Requirement — Copy out all lines in the material below that contain the string "derive".

§ §

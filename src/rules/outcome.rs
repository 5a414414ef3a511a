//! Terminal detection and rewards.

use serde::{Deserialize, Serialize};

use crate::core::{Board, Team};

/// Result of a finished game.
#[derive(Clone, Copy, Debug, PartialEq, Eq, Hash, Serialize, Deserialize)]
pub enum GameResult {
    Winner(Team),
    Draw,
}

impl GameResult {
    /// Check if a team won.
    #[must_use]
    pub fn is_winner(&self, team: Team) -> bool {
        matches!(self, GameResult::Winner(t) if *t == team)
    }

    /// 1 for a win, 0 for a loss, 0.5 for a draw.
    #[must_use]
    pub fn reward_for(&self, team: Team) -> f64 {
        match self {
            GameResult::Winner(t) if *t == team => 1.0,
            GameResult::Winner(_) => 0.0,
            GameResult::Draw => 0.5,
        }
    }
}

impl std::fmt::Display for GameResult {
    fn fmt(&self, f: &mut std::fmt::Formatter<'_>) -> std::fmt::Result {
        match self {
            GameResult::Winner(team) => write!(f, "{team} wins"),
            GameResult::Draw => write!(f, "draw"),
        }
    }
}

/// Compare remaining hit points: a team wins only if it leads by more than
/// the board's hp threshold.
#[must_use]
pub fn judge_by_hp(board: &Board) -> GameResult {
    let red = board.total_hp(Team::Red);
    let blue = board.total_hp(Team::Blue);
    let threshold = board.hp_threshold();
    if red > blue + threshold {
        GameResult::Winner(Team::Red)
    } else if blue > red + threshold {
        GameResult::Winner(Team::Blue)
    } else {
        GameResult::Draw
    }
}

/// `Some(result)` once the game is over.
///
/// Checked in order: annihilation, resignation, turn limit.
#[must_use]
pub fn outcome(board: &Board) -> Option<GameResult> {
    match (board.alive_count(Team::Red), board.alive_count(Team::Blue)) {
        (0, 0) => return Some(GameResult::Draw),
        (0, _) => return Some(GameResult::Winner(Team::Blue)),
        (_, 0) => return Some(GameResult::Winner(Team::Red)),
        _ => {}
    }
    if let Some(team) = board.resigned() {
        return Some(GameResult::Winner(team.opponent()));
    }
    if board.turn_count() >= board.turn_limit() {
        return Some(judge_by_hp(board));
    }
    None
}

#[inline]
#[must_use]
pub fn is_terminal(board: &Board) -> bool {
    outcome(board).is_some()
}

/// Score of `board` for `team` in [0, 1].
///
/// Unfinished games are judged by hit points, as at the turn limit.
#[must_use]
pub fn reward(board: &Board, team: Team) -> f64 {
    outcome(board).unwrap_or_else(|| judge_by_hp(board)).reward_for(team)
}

§ §

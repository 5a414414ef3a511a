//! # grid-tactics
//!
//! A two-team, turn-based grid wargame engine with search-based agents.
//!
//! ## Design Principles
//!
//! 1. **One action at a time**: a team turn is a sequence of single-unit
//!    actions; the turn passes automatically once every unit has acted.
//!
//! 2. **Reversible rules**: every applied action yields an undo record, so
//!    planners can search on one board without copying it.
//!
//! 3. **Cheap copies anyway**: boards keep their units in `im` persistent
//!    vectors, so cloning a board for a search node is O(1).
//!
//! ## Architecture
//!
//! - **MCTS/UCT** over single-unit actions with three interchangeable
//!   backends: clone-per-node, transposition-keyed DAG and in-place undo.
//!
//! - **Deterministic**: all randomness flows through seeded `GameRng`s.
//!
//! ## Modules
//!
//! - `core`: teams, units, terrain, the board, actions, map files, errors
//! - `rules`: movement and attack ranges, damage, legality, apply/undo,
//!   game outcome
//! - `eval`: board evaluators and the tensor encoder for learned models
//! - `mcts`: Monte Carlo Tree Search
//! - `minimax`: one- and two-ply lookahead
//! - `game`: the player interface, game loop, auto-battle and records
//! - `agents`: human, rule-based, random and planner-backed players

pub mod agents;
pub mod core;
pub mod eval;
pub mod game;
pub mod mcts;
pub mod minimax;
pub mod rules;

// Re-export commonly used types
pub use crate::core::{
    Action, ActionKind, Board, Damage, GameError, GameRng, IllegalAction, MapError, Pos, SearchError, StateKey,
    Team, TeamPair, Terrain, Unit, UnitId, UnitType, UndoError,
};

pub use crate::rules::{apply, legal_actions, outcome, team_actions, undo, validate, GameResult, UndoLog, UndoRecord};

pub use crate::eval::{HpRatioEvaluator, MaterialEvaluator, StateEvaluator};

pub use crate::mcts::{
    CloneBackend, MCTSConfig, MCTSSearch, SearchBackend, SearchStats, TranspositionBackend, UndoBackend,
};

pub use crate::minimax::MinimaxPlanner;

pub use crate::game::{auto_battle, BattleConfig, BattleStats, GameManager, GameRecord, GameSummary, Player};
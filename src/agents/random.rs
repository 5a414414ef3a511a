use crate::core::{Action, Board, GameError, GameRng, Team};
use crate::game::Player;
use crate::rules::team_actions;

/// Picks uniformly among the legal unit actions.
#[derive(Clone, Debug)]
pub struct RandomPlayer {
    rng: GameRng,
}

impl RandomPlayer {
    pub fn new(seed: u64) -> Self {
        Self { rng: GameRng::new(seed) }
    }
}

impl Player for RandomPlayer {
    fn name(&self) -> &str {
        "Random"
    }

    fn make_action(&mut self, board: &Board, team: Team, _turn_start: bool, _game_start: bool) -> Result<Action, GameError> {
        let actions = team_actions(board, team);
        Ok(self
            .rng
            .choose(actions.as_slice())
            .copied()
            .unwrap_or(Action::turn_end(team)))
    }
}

§ §

Problem solution —
#[derive(Clone, Copy, Debug, PartialEq, Eq, Hash, Serialize, Deserialize)]
#[derive(Clone, Debug)]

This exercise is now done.